Nothing but a full, exact copy of the data is needed.
[[ Records shown open ]]
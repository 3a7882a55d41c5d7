//! Per-family request sequencing.
//!
//! Each upstream family gets one [`RateLimitGate`]. Holders are served in
//! FIFO order; a new holder is released only once the previous one has
//! finished and the configured spacing has elapsed since then. Gates of
//! different families are independent.

use crate::error::ResolveError;
use crate::model::Family;
use std::collections::VecDeque;
use std::time::Duration;
use tokio::sync::{Mutex, MutexGuard};
use tokio::time::{sleep_until, Instant};
use tokio_util::sync::CancellationToken;
use tracing::debug;

/// Default spacing between consecutive calls within one family.
pub const DEFAULT_GATE_SPACING_MS: u64 = 200;

/// Start instants kept per gate.
pub const RECENT_STARTS: usize = 16;

#[derive(Debug, Default)]
struct GateState {
    last_release: Option<Instant>,
    recent_starts: VecDeque<Instant>,
}

pub struct RateLimitGate {
    family: Family,
    spacing: Duration,
    state: Mutex<GateState>,
}

impl RateLimitGate {
    pub fn new(family: Family, spacing: Duration) -> Self {
        Self {
            family,
            spacing,
            state: Mutex::new(GateState::default()),
        }
    }

    pub fn family(&self) -> Family {
        self.family
    }

    pub fn spacing(&self) -> Duration {
        self.spacing
    }

    /// Wait for the gate. The returned permit must be held for the duration
    /// of the upstream call; dropping it releases the gate.
    pub async fn acquire(&self, cancel: &CancellationToken) -> Result<GatePermit<'_>, ResolveError> {
        let mut guard = tokio::select! {
            _ = cancel.cancelled() => return Err(ResolveError::Cancelled),
            guard = self.state.lock() => guard,
        };

        if let Some(last) = guard.last_release {
            let ready_at = last + self.spacing;
            if ready_at > Instant::now() {
                debug!(
                    target: "skyresolve.gate",
                    family = self.family.as_str(),
                    wait_ms = (ready_at - Instant::now()).as_millis() as u64,
                    "Spacing upstream call"
                );
                tokio::select! {
                    _ = cancel.cancelled() => return Err(ResolveError::Cancelled),
                    _ = sleep_until(ready_at) => {}
                }
            }
        }

        if guard.recent_starts.len() == RECENT_STARTS {
            guard.recent_starts.pop_front();
        }
        guard.recent_starts.push_back(Instant::now());
        Ok(GatePermit { guard })
    }

    /// Start instants of the last [`RECENT_STARTS`] calls admitted through
    /// this gate, oldest first. Waits for any call in flight.
    pub async fn call_starts(&self) -> Vec<Instant> {
        self.state.lock().await.recent_starts.iter().copied().collect()
    }
}

/// Held while an upstream call is in flight.
pub struct GatePermit<'a> {
    guard: MutexGuard<'a, GateState>,
}

impl Drop for GatePermit<'_> {
    fn drop(&mut self) {
        self.guard.last_release = Some(Instant::now());
    }
}

/// One gate per upstream family. Built once and shared by every connector.
pub struct GateRegistry {
    cds: RateLimitGate,
    ned: RateLimitGate,
    mpc: RateLimitGate,
}

impl GateRegistry {
    pub fn new(spacing: Duration) -> Self {
        Self {
            cds: RateLimitGate::new(Family::Cds, spacing),
            ned: RateLimitGate::new(Family::Ned, spacing),
            mpc: RateLimitGate::new(Family::Mpc, spacing),
        }
    }

    pub fn gate(&self, family: Family) -> &RateLimitGate {
        match family {
            Family::Cds => &self.cds,
            Family::Ned => &self.ned,
            Family::Mpc => &self.mpc,
        }
    }
}

impl Default for GateRegistry {
    fn default() -> Self {
        Self::new(Duration::from_millis(DEFAULT_GATE_SPACING_MS))
    }
}

#[cfg(test)]
mod tests {
    use super::*;
    use std::sync::Arc;

    #[tokio::test(start_paused = true)]
    async fn test_consecutive_holders_are_spaced() {
        let gate = RateLimitGate::new(Family::Cds, Duration::from_millis(200));
        let cancel = CancellationToken::new();

        for _ in 0..3 {
            let _permit = gate.acquire(&cancel).await.unwrap();
            tokio::time::sleep(Duration::from_millis(10)).await;
        }

        let starts = gate.call_starts().await;
        assert_eq!(starts.len(), 3);
        for pair in starts.windows(2) {
            assert!(pair[1] - pair[0] >= Duration::from_millis(200));
        }
    }

    #[tokio::test(start_paused = true)]
    async fn test_start_history_is_bounded() {
        let gate = RateLimitGate::new(Family::Ned, Duration::from_millis(200));
        let cancel = CancellationToken::new();

        for _ in 0..RECENT_STARTS + 5 {
            let _permit = gate.acquire(&cancel).await.unwrap();
        }
        let last = Instant::now();

        let starts = gate.call_starts().await;
        assert_eq!(starts.len(), RECENT_STARTS);
        assert_eq!(starts.last().copied(), Some(last));
        for pair in starts.windows(2) {
            assert!(pair[1] - pair[0] >= Duration::from_millis(200));
        }
    }

    #[tokio::test(start_paused = true)]
    async fn test_families_do_not_block_each_other() {
        let registry = Arc::new(GateRegistry::default());
        let cancel = CancellationToken::new();

        let _cds = registry.gate(Family::Cds).acquire(&cancel).await.unwrap();
        let before = Instant::now();
        let _ned = registry.gate(Family::Ned).acquire(&cancel).await.unwrap();
        assert_eq!(Instant::now(), before);
    }

    #[tokio::test(start_paused = true)]
    async fn test_waiting_is_cancellable() {
        let gate = Arc::new(RateLimitGate::new(Family::Mpc, Duration::from_millis(200)));
        let cancel = CancellationToken::new();
        let held = gate.acquire(&cancel).await.unwrap();

        let waiter = {
            let gate = Arc::clone(&gate);
            let cancel = cancel.clone();
            tokio::spawn(async move { gate.acquire(&cancel).await.map(|_| ()) })
        };
        tokio::task::yield_now().await;
        cancel.cancel();

        let result = waiter.await.unwrap();
        assert!(matches!(result, Err(ResolveError::Cancelled)));
        drop(held);
    }
}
[[ Records shown closed ]]
__Task output__.
repository 3a7882a55d41c5d7
//! Per-family request sequencing.
//!
//! Each upstream family gets one [`RateLimitGate`]. Holders are served in
//! FIFO order; a new holder is released only once the previous one has
//! finished and the configured spacing has elapsed since then. Gates of
//! different families are independent.

use crate::error::ResolveError;
use crate::model::Family;
use std::collections::VecDeque;
use std::time::Duration;
use tokio::sync::{Mutex, MutexGuard};
use tokio::time::{sleep_until, Instant};
use tokio_util::sync::CancellationToken;
use tracing::debug;

/// Default spacing between consecutive calls within one family.
pub const DEFAULT_GATE_SPACING_MS: u64 = 200;

/// Start instants kept per gate.
pub const RECENT_STARTS: usize = 16;

#[derive(Debug, Default)]
struct GateState {
    last_release: Option<Instant>,
    recent_starts: VecDeque<Instant>,
}

pub struct RateLimitGate {
    family: Family,
    spacing: Duration,
    state: Mutex<GateState>,
}

impl RateLimitGate {
    pub fn new(family: Family, spacing: Duration) -> Self {
        Self {
            family,
            spacing,
            state: Mutex::new(GateState::default()),
        }
    }

    pub fn family(&self) -> Family {
        self.family
    }

    pub fn spacing(&self) -> Duration {
        self.spacing
    }

    /// Wait for the gate. The returned permit must be held for the duration
    /// of the upstream call; dropping it releases the gate.
    pub async fn acquire(&self, cancel: &CancellationToken) -> Result<GatePermit<'_>, ResolveError> {
        let mut guard = tokio::select! {
            _ = cancel.cancelled() => return Err(ResolveError::Cancelled),
            guard = self.state.lock() => guard,
        };

        if let Some(last) = guard.last_release {
            let ready_at = last + self.spacing;
            if ready_at > Instant::now() {
                debug!(
                    target: "skyresolve.gate",
                    family = self.family.as_str(),
                    wait_ms = (ready_at - Instant::now()).as_millis() as u64,
                    "Spacing upstream call"
                );
                tokio::select! {
                    _ = cancel.cancelled() => return Err(ResolveError::Cancelled),
                    _ = sleep_until(ready_at) => {}
                }
            }
        }

        if guard.recent_starts.len() == RECENT_STARTS {
            guard.recent_starts.pop_front();
        }
        guard.recent_starts.push_back(Instant::now());
        Ok(GatePermit { guard })
    }

    /// Start instants of the last [`RECENT_STARTS`] calls admitted through
    /// this gate, oldest first. Waits for any call in flight.
    pub async fn call_starts(&self) -> Vec<Instant> {
        self.state.lock().await.recent_starts.iter().copied().collect()
    }
}

/// Held while an upstream call is in flight.
pub struct GatePermit<'a> {
    guard: MutexGuard<'a, GateState>,
}

impl Drop for GatePermit<'_> {
    fn drop(&mut self) {
        self.guard.last_release = Some(Instant::now());
    }
}

/// One gate per upstream family. Built once and shared by every connector.
pub struct GateRegistry {
    cds: RateLimitGate,
    ned: RateLimitGate,
    mpc: RateLimitGate,
}

impl GateRegistry {
    pub fn new(spacing: Duration) -> Self {
        Self {
            cds: RateLimitGate::new(Family::Cds, spacing),
            ned: RateLimitGate::new(Family::Ned, spacing),
            mpc: RateLimitGate::new(Family::Mpc, spacing),
        }
    }

    pub fn gate(&self, family: Family) -> &RateLimitGate {
        match family {
            Family::Cds => &self.cds,
            Family::Ned => &self.ned,
            Family::Mpc => &self.mpc,
        }
    }
}

impl Default for GateRegistry {
    fn default() -> Self {
        Self::new(Duration::from_millis(DEFAULT_GATE_SPACING_MS))
    }
}

#[cfg(test)]
mod tests {
    use super::*;
    use std::sync::Arc;

    #[tokio::test(start_paused = true)]
    async fn test_consecutive_holders_are_spaced() {
        let gate = RateLimitGate::new(Family::Cds, Duration::from_millis(200));
        let cancel = CancellationToken::new();

        for _ in 0..3 {
            let _permit = gate.acquire(&cancel).await.unwrap();
            tokio::time::sleep(Duration::from_millis(10)).await;
        }

        let starts = gate.call_starts().await;
        assert_eq!(starts.len(), 3);
        for pair in starts.windows(2) {
            assert!(pair[1] - pair[0] >= Duration::from_millis(200));
        }
    }

    #[tokio::test(start_paused = true)]
    async fn test_start_history_is_bounded() {
        let gate = RateLimitGate::new(Family::Ned, Duration::from_millis(200));
        let cancel = CancellationToken::new();

        for _ in 0..RECENT_STARTS + 5 {
            let _permit = gate.acquire(&cancel).await.unwrap();
        }
        let last = Instant::now();

        let starts = gate.call_starts().await;
        assert_eq!(starts.len(), RECENT_STARTS);
        assert_eq!(starts.last().copied(), Some(last));
        for pair in starts.windows(2) {
            assert!(pair[1] - pair[0] >= Duration::from_millis(200));
        }
    }

    #[tokio::test(start_paused = true)]
    async fn test_families_do_not_block_each_other() {
        let registry = Arc::new(GateRegistry::default());
        let cancel = CancellationToken::new();

        let _cds = registry.gate(Family::Cds).acquire(&cancel).await.unwrap();
        let before = Instant::now();
        let _ned = registry.gate(Family::Ned).acquire(&cancel).await.unwrap();
        assert_eq!(Instant::now(), before);
    }

    #[tokio::test(start_paused = true)]
    async fn test_waiting_is_cancellable() {
        let gate = Arc::new(RateLimitGate::new(Family::Mpc, Duration::from_millis(200)));
        let cancel = CancellationToken::new();
        let held = gate.acquire(&cancel).await.unwrap();

        let waiter = {
            let gate = Arc::clone(&gate);
            let cancel = cancel.clone();
            tokio::spawn(async move { gate.acquire(&cancel).await.map(|_| ()) })
        };
        tokio::task::yield_now().await;
        cancel.cancel();

        let result = waiter.await.unwrap();
        assert!(matches!(result, Err(ResolveError::Cancelled)));
        drop(held);
    }
}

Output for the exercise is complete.